▶ _Directions_
Reply solely with the number of lines, in the records underneath, that include the word "failed".

#### Data ####

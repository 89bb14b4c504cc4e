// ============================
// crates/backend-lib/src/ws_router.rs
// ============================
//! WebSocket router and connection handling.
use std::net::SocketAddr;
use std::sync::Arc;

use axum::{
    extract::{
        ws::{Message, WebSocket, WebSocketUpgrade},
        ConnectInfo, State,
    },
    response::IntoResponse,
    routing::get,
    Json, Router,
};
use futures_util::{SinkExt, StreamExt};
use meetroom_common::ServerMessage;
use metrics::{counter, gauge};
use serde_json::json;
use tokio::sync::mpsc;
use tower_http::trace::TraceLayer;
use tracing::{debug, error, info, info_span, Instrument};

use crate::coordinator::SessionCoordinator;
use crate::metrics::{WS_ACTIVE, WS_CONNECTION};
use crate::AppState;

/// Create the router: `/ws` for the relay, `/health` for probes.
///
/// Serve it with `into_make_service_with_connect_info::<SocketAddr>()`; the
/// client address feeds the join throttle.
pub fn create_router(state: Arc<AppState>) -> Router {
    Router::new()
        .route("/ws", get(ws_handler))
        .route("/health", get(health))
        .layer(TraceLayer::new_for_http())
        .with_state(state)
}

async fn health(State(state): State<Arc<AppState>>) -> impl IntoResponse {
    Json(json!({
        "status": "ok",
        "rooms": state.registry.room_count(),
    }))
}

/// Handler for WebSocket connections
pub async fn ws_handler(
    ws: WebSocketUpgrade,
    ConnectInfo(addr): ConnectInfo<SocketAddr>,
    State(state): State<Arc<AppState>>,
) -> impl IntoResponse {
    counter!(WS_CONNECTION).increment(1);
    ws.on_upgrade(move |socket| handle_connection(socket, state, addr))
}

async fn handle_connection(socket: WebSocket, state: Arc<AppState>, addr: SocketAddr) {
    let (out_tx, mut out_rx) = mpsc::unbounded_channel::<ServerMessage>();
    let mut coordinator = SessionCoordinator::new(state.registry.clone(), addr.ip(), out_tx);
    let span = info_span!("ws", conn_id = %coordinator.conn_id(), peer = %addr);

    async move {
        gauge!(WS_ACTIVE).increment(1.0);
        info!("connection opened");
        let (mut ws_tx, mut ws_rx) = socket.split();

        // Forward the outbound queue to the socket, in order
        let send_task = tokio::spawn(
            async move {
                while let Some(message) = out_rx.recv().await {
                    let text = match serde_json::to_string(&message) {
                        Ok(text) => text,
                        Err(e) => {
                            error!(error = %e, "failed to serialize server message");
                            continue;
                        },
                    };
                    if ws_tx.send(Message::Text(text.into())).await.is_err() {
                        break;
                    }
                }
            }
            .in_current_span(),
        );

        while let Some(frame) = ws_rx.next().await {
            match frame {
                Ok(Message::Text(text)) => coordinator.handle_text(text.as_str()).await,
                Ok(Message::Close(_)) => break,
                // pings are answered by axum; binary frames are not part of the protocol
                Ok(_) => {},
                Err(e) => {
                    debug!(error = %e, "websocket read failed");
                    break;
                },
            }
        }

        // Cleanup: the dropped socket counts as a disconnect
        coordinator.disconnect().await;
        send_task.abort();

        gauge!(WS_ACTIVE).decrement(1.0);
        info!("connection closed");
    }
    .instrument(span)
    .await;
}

####

▶ _Reply_
2